• [GOAL OF THE EXERCISE]: Return each line below holding the string "builder".

• [RECORDS PROVIDED]:
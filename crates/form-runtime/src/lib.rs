//! Runtime side of the form tooling: the backend contract, its mocked
//! implementation, the builder save flow and fill sessions.

pub mod backend;
pub mod builder;
pub mod mock;
pub mod session;

pub use backend::{BackendError, FormBackend};
pub use builder::{SaveError, SavedForm, save_form};
pub use mock::{
    DEFAULT_UPLOAD_BASE_URL, MockBackend, MockConfig, Submission, UploadRecord, mock_form,
};
pub use session::{FillSession, SUBMITTED_MESSAGE, SessionError};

• [SOLVED PROBLEM]:
//! implementation, the builder save flow and fill sessions.
pub mod builder;
pub use builder::{SaveError, SavedForm, save_form};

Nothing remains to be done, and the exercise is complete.